The Murabaha mode of finance operates in the following way: The client approaches a bank to get finance in order to purchase a specific commodity. The bank purchases the commodity on cash and sells it to the customer on a profit. Since the client has no money, he buys the commodity on deferred payment basis through instalment. Thus, the client got the commodity for which he wanted the finance and the bank made some profit on the amount it had spent in acquiring the commodity.
The Murabaha can be used in various and diverse sectors. In consumer finance for purchase of consumer durable such as cars and household appliances, in real estate to provide housing finance, in the production sector to finance the purchase of machinery, equipment and raw material etc.
However, probably the most common and the most popular application of Murabaha is in financing the short-term trade for which it is eminently suitable. Murabaha contracts are also used to issue letters of credit and to provide financing to import trade.
2.1.2 Salam (Pre-Paid Purchase)
This term refers to advance payment for goods, which are to be delivered later. Normally, no sale can be affected unless the goods are in existence at the time of the bargain. But this type of sale forms an exception to the general rule provided the goods are defined and the date of delivery are fixed. The objects of this type of sale are mainly tangible things but exclude gold or silver as these are regarded as monetary values. Barring these, salam covers almost all things which are capable of being definitely described as to quantity, quality and workmanship. One of the conditions of this type of contract is advance payment; the parties cannot reserve their option of rescinding it but the option of revoking it on account of a defect in the subject matter is allowed.

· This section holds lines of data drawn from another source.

//! Configuration for the panel pipeline.

use crate::error::PanelError;
use serde::{Deserialize, Serialize};
use std::path::{Path, PathBuf};
use thiserror::Error;

/// Commodity code tagged as the target purchase by default.
pub const DEFAULT_TARGET_COMMODITY: &str = "EGGS";

/// Main configuration for a panel run.
#[derive(Debug, Clone, PartialEq, Serialize, Deserialize)]
#[serde(default)]
pub struct PanelConfig {
    /// Number of lag features per snapshot, including the target week
    pub lag_depth: usize,

    /// Commodity description that marks a target purchase (exact match)
    pub target_commodity: String,

    /// How snapshot weeks are labeled in the output
    pub week_label: WeekLabelStyle,

    /// Whether demographic and spend attributes are joined onto the panel
    pub enrich_attributes: bool,

    /// Row order used when leveling demographic fields per household
    pub demographic_order: DemographicOrder,

    /// Directory a bare input file name is resolved against
    pub raw_data_dir: PathBuf,

    /// Directory a bare output file name is resolved against
    pub processed_data_dir: PathBuf,
}

impl Default for PanelConfig {
    fn default() -> Self {
        Self {
            lag_depth: 4,
            target_commodity: DEFAULT_TARGET_COMMODITY.to_string(),
            week_label: WeekLabelStyle::Day,
            enrich_attributes: true,
            demographic_order: DemographicOrder::EarliestDay,
            raw_data_dir: PathBuf::from("../data/raw"),
            processed_data_dir: PathBuf::from("../data/processed"),
        }
    }
}

impl PanelConfig {
    /// Load configuration from the default location, or defaults if absent.
    pub fn load() -> Result<Self, ConfigError> {
        Self::load_from(&Self::config_path())
    }

    /// Load configuration from a specific file, or defaults if it does not exist.
    pub fn load_from(path: &Path) -> Result<Self, ConfigError> {
        if !path.exists() {
            return Ok(Self::default());
        }

        let content =
            std::fs::read_to_string(path).map_err(|e| ConfigError::Io(e.to_string()))?;
        serde_json::from_str(&content).map_err(|e| ConfigError::Parse(e.to_string()))
    }

    /// Save configuration to a file, creating parent directories.
    pub fn save_to(&self, path: &Path) -> Result<(), ConfigError> {
        if let Some(parent) = path.parent() {
            std::fs::create_dir_all(parent).map_err(|e| ConfigError::Io(e.to_string()))?;
        }

        let content = serde_json::to_string_pretty(self)
            .map_err(|e| ConfigError::Serialize(e.to_string()))?;
        std::fs::write(path, content).map_err(|e| ConfigError::Io(e.to_string()))
    }

    /// Get the path to the default configuration file.
    pub fn config_path() -> PathBuf {
        dirs::config_dir()
            .unwrap_or_else(|| PathBuf::from("."))
            .join("egg-lag-panel")
            .join("config.json")
    }

    /// Check settings that do not depend on the input data.
    pub fn validate(&self) -> Result<(), PanelError> {
        if self.lag_depth == 0 {
            return Err(PanelError::Configuration(
                "lag depth must be at least 1".to_string(),
            ));
        }
        if self.target_commodity.is_empty() {
            return Err(PanelError::Configuration(
                "target commodity code must not be empty".to_string(),
            ));
        }
        Ok(())
    }

    /// Resolve an input path; a bare file name lands in the raw data directory.
    pub fn resolve_input(&self, raw: &str) -> PathBuf {
        resolve_bare_name(raw, &self.raw_data_dir)
    }

    /// Resolve an output path; a bare file name lands in the processed data directory.
    pub fn resolve_output(&self, raw: &str) -> PathBuf {
        resolve_bare_name(raw, &self.processed_data_dir)
    }
}

fn resolve_bare_name(raw: &str, base: &Path) -> PathBuf {
    if raw.contains('/') || raw.contains(std::path::MAIN_SEPARATOR) {
        PathBuf::from(raw)
    } else {
        base.join(raw)
    }
}

/// Labeling convention for snapshot weeks.
#[derive(Debug, Clone, Copy, PartialEq, Eq, Serialize, Deserialize, clap::ValueEnum)]
#[serde(rename_all = "snake_case")]
pub enum WeekLabelStyle {
    /// Integer cutoff day under the `weekOf` column
    Day,
    /// `"Week of {day}"` under the `week` column
    Descriptive,
}

impl WeekLabelStyle {
    /// Output column name for this style.
    pub fn column_name(self) -> &'static str {
        match self {
            WeekLabelStyle::Day => "weekOf",
            WeekLabelStyle::Descriptive => "week",
        }
    }

    /// Render the label for a snapshot cutoff day.
    pub fn render(self, cutoff_day: i64) -> String {
        match self {
            WeekLabelStyle::Day => cutoff_day.to_string(),
            WeekLabelStyle::Descriptive => format!("Week of {cutoff_day}"),
        }
    }
}

/// Row order used to pick the first non-null demographic value.
#[derive(Debug, Clone, Copy, PartialEq, Eq, Serialize, Deserialize, clap::ValueEnum)]
#[serde(rename_all = "snake_case")]
pub enum DemographicOrder {
    /// Stable sort by day first, ties keep source order
    EarliestDay,
    /// Source row order
    SourceOrder,
}

/// Configuration file errors.
#[derive(Debug, Error)]
pub enum ConfigError {
    #[error("IO error: {0}")]
    Io(String),
    #[error("Parse error: {0}")]
    Parse(String),
    #[error("Serialize error: {0}")]
    Serialize(String),
}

Salam is most often used when a manufacturer needs capital to manufacture a final product for the buyer. In return for paying in advance, the buyer receives a more favorable price (i.e. splits the profit margin with the manufacturer). It is also applied in the agricultural sector where the bank advances money for various inputs to receive a share in the crop, which the bank sells in the market.
2.1.3 Istisna (Progressive Financing)
A contract of acquisition of goods by specification or order where the price is paid progressively in accordance with the progress of a job. An example would be for the purchase of a house to be constructed, payments are made to the developer or builder according to the stage of work completed. This type of financing along with salam are used as purchasing mechanisms, and murabaha is for financing sales.
2.2 Investment Method
The condition of investment method is the existence of a project to be financed , the owner of the capital and agent who run the project. The profit from the project will be shared base on a pre determined ratios among the parties involved. There are 2 types of financing operate under this method, namely Mudaraba and Musharaka.
2.2.1 Mudaraba (Trust Financing)
The term refers to a form of business contract in which one party brings capital and the other personal effort. The party supplying the capital is called owner of the capital. The other party is referred to as worker or agent who actually runs the business. As a matter of principle the owner of the capital does not have a right to interfere in to the management of the business enterprise, which is the sole responsibility of the Agent. However, he has every right to specify such conditions that would ensure better management of his money. The proportionate share in profit is determined by mutual agreement. In case of loss, the capital owner shall bear the monetary loss and agent shall lose the reward of his effort. The owner of the capital could be individual or joint.
As a financing technique adopted by banks, it is a contract in which all the capital is provided by the bank while the business is managed by the other party. The profit is shared in pre-agreed ratios, and loss, if any, unless caused by negligence or violation of terms of the contract by the agent is borne by the Islamic bank. The bank passes on this loss to the depositors.
2.2.2 Musharaka (Partnership Financing)
This is a classical partnership agreement. All parties involved contribute to towards the financing of a venture. All providers of capital are entitled to participate in the management but not necessarily required to do so. The profit is distributed among the partners in predetermined ratios, while the loss is borne by each partner in proportion to his contribution.
2.2.2 Musharaka (Partnership Financing)
This is a classical partnership agreement. All parties involved contribute to towards the financing of a venture. All providers of capital are entitled to participate in the management but not necessarily required to do so. The profit is distributed among the partners in predetermined ratios, while the loss is borne by each partner in proportion to his contribution.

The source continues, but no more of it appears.